The role of the bloodstock agent is to combine these two enviable whispering talents. He needs a crystal-clear, intuitive understanding of money and a massive, comprehensive and instantaneous understanding of horses. Of every horse in the sale.

Start with massive knowledge. Gordon-Watson can look at the name of the dam and has no need to look farther back along the distaff pedigree. He knows it by heart and he understands it. He understands what the mixture of bloodlines means and what it should be worth.

He has a showman's streak in him. Wearing a bright yellow jacket, successor to a previous bright yellow jacket, you see him coming. He has created a mystique about himself: you can feel the grooms feeding energy into their horses so that they walk out especially well. Charlie's here.

Mystique in a bloodstock agent, like mystique in a horse, can be priced to the last farthing - once the horse has raced. A litany of success - six classic winners purchased at an average of £55,000 - makes Gordon-Watson a man to watch. This week he bought 20 horses for a total of £2.2 million. A while ago he bought a mare for the Lloyd-Webbers' stud. On Wednesday a yearling out of this mare fetched a coincidental £2.2 million.

But he is, he said, in a state of constant terror at every sales. He has to get it right - again - or all is lost. "I suffer from the most horrible stage-fright." he said. As do jockeys before a big race, as do performers at every sport before a great event. If they are any good.

It is a nerve-racking business; but then it is supposed to be. Every bit of racing is designed to be as nerve-racking as possible, from the auctioneer's prattle to the race-course commentary. Gordon-Watson is one of those sorts who always like to be surfing the biggest wave.

"Just walk him." Never mind the period of silent worship of the perfectly-formed yearling: Gordon-Watson believes that you can assess an animal from a walk, 20 yards away from you and 20 yards back. Every nuance of pedigree and confirmation is fed through the brain as the horse walks and it comes up with two answers: what the horse is likely to achieve and what it is likely to fetch in the sales ring. If the balance is favourable and he has a client with that price bracket, those ambitions, then he makes a good hieroglyph in his catalogue. "Thank you." And moves on.
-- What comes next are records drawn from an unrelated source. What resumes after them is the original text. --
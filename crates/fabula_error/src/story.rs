//! Text generation error types.

/// Kinds of story generation errors.
#[derive(Debug, Clone, PartialEq, Eq, Hash, PartialOrd, Ord, derive_more::Display)]
pub enum StoryErrorKind {
    /// API key not found in environment
    #[display("GEMINI_API_KEY environment variable not set")]
    MissingApiKey,
    /// API request failed
    #[display("Text generation request failed: {}", _0)]
    ApiRequest(String),
    /// HTTP error with status code and message
    #[display("HTTP {} error: {}", status_code, message)]
    HttpError {
        /// HTTP status code
        status_code: u16,
        /// Error message
        message: String,
    },
    /// Model response could not be parsed as story JSON
    #[display("Unparseable story response: {}", _0)]
    MalformedResponse(String),
    /// Model response was empty
    #[display("Empty response from text model")]
    EmptyResponse,
}

/// Story generation error with source location tracking.
///
/// # Examples
///
/// ```
/// use fabula_error::{StoryError, StoryErrorKind};
///
/// let err = StoryError::new(StoryErrorKind::MissingApiKey);
/// assert!(format!("{}", err).contains("GEMINI_API_KEY"));
/// ```
#[derive(Debug, Clone, derive_more::Display, derive_more::Error)]
#[display("Story Error: {} at line {} in {}", kind, line, file)]
pub struct StoryError {
    /// The kind of error that occurred
    pub kind: StoryErrorKind,
    /// Line number where error was created
    pub line: u32,
    /// File where error was created
    pub file: &'static str,
}

impl StoryError {
    /// Create a new StoryError with automatic location tracking.
    #[track_caller]
    pub fn new(kind: StoryErrorKind) -> Self {
        let location = std::panic::Location::caller();
        Self {
            kind,
            line: location.line(),
            file: location.file(),
        }
    }
}
#[tokio::test]
async fn completion_retries_from_error_state() {
    let h = harness(3, MockImages::new());
    let mut book = paid_book(&h, 3).await;
    book.fail(BookStatus::Error, "Failed pages: 2");
    h.store.insert(book.clone());

    h.orchestrator.start_completion(&book.id).await.unwrap();

    let book = h.store.get(&book.id);
    assert_eq!(book.status, BookStatus::Completed);
    assert!(book.error_message.is_none());
}

#[tokio::test]
async fn mark_paid_requires_preview_ready() {
    let h = harness(3, MockImages::new());
    let mut book = submitted_book(&h);

    assert!(h.orchestrator.mark_paid(&book.id).await.is_err());

    book.status = BookStatus::PreviewReady;
    h.store.insert(book.clone());
    h.orchestrator.mark_paid(&book.id).await.unwrap();
    assert_eq!(h.store.get(&book.id).status, BookStatus::Paid);
}

#[tokio::test]
async fn cover_regen_replaces_and_deletes_previous_cover() {
    let h = harness(3, MockImages::new());
    let mut book = submitted_book(&h);
    book.premise = Some(premise());
    let old_cover = h
        .assets
        .store(b"old-cover", AssetKind::Image)
        .await
        .unwrap();
    book.assets.cover = Some(old_cover.clone());
    book.status = BookStatus::PreviewReady;
    h.store.insert(book.clone());

    h.orchestrator.regenerate_cover(&book.id).await.unwrap();

    let book = h.store.get(&book.id);
    assert_eq!(book.status, BookStatus::PreviewReady);
    let new_cover = book.assets.cover.expect("cover present");
    assert_ne!(new_cover, old_cover);
    assert!(h.assets.contains(&new_cover));
    assert!(!h.assets.contains(&old_cover));
}

#[tokio::test]
async fn cover_regen_without_premise_makes_no_image_calls() {
    let h = harness(3, MockImages::new());
    let book = submitted_book(&h);

    let err = h.orchestrator.regenerate_cover(&book.id).await.unwrap_err();
    assert!(format!("{err}").contains("premise"));
    assert_eq!(h.images.call_count(), 0);
    assert_eq!(h.store.get(&book.id).status, BookStatus::PreviewPending);
}

#[tokio::test]
async fn failed_cover_regen_keeps_the_previous_cover() {
    let h = harness(3, MockImages::failing_on("CHILDREN'S BOOK COVER"));
    let mut book = submitted_book(&h);
    book.premise = Some(premise());
    let old_cover = h
        .assets
        .store(b"old-cover", AssetKind::Image)
        .await
        .unwrap();
    book.assets.cover = Some(old_cover.clone());
    book.status = BookStatus::PreviewReady;
    h.store.insert(book.clone());

    let err = h.orchestrator.regenerate_cover(&book.id).await.unwrap_err();
    assert!(format!("{err}").contains("Retries exhausted"));

    let book = h.store.get(&book.id);
    assert_eq!(book.status, BookStatus::PreviewError);
    assert_eq!(book.assets.cover, Some(old_cover.clone()));
    assert!(h.assets.contains(&old_cover));
}
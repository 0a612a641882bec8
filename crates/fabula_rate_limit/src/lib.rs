//! Shared minimum-interval gate for image model calls.
//!
//! Every call into the image generation service passes through one logical
//! gate, regardless of which book's pipeline is running. The gate admits
//! one call per configured minimum interval using governor's GCRA
//! algorithm, replacing ad-hoc "time since last request" bookkeeping with
//! lock-free state that is shared safely across concurrent pipeline runs.

#![forbid(unsafe_code)]
#![warn(missing_docs)]

use governor::clock::DefaultClock;
use governor::state::{InMemoryState, NotKeyed};
use governor::{Quota, RateLimiter};
use std::sync::Arc;
use std::time::Duration;

type DirectRateLimiter = RateLimiter<NotKeyed, InMemoryState, DefaultClock>;

/// Gate that serializes image-service calls to one per minimum interval.
///
/// Clone is cheap; all clones share the same GCRA state, so the interval is
/// enforced across every concurrently running pipeline.
///
/// # Examples
///
/// ```
/// use fabula_rate_limit::ImageCallGate;
/// use std::time::Duration;
///
/// # #[tokio::main(flavor = "current_thread")]
/// # async fn main() {
/// let gate = ImageCallGate::new(Duration::from_millis(10));
/// gate.wait().await; // first call passes immediately
/// gate.wait().await; // second call sleeps out the remaining interval
/// # }
/// ```
#[derive(Clone)]
pub struct ImageCallGate {
    limiter: Option<Arc<DirectRateLimiter>>,
    interval: Duration,
}

impl ImageCallGate {
    /// Create a gate admitting one call per `min_interval`.
    ///
    /// A zero interval disables gating entirely, which tests use to keep
    /// pipelines fast.
    pub fn new(min_interval: Duration) -> Self {
        let limiter = Quota::with_period(min_interval)
            .map(|quota| Arc::new(RateLimiter::direct(quota)));

        if limiter.is_none() {
            tracing::debug!("Image call gate disabled (zero interval)");
        }

        Self {
            limiter,
            interval: min_interval,
        }
    }

    /// Configured minimum interval between calls.
    pub fn interval(&self) -> Duration {
        self.interval
    }

    /// Wait until the gate admits the next call.
    pub async fn wait(&self) {
        if let Some(limiter) = &self.limiter {
            limiter.until_ready().await;
        }
    }

    /// Non-blocking probe: returns true if a call is admitted right now.
    ///
    /// Consumes the slot on success. Used by tests that need deterministic
    /// assertions without timing sleeps.
    pub fn try_pass(&self) -> bool {
        match &self.limiter {
            Some(limiter) => limiter.check().is_ok(),
            None => true,
        }
    }
}

impl std::fmt::Debug for ImageCallGate {
    fn fmt(&self, f: &mut std::fmt::Formatter<'_>) -> std::fmt::Result {
        f.debug_struct("ImageCallGate")
            .field("interval", &self.interval)
            .field("enabled", &self.limiter.is_some())
            .finish()
    }
}

#[cfg(test)]
mod tests {
    use super::*;

    #[test]
    fn first_call_passes_second_is_held() {
        let gate = ImageCallGate::new(Duration::from_millis(200));
        assert!(gate.try_pass());
        assert!(!gate.try_pass());
    }

    #[test]
    fn interval_elapses_and_gate_reopens() {
        let gate = ImageCallGate::new(Duration::from_millis(50));
        assert!(gate.try_pass());
        assert!(!gate.try_pass());
        std::thread::sleep(Duration::from_millis(80));
        assert!(gate.try_pass());
    }

    #[test]
    fn zero_interval_disables_gating() {
        let gate = ImageCallGate::new(Duration::ZERO);
        for _ in 0..10 {
            assert!(gate.try_pass());
        }
    }

    #[test]
    fn clones_share_state() {
        let gate = ImageCallGate::new(Duration::from_millis(200));
        let other = gate.clone();
        assert!(gate.try_pass());
        assert!(!other.try_pass());
    }

    #[tokio::test]
    async fn wait_enforces_spacing() {
        let gate = ImageCallGate::new(Duration::from_millis(40));
        let start = std::time::Instant::now();
        gate.wait().await;
        gate.wait().await;
        gate.wait().await;
        // Three calls need at least two full intervals between them.
        assert!(start.elapsed() >= Duration::from_millis(80));
    }
}
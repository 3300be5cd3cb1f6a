//! Parameter form UI.

use bevy::prelude::*;

pub mod panel;

pub struct UiPlugin;

impl Plugin for UiPlugin {
    fn build(&self, app: &mut App) {
        app.init_resource::<panel::ParameterForm>()
            .add_systems(Startup, panel::setup_panel)
            .add_systems(
                Update,
                (
                    panel::handle_spin_buttons,
                    panel::handle_form_buttons,
                    panel::update_field_values,
                    panel::update_button_styles,
                ),
            );
    }
}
Horses at a walk, Gordon-Watson at a gallop.

This one will be fast, but he won't be tough enough to withstand the rigours of training. That one looks well, but doesn't have the look of his sire. This one is leggy, but that's all right, typical Sadler's Wells. Gordon-Watson assesses more than 5,000 horses a year in this way: "The more you look, the more you learn."

A mind apparently incapable of overload. His personal "disk-full" light never comes on. He has learnt to look at beauty without being dazzled. The pretty girl analogy only really works with the occasional one or two. With most horses, it is a matter of computation, a sum involving talent and value. The correct answer is the owner who is willing to buy on your say so.

Do I make it all sound rather passionless? For it is quite the reverse, Charlie Gordon-Watson may have a mind that works like a computer, but the computer is driven by passion. Passion for horses, passion for winners. How much is that dream in the window? Charlie knows.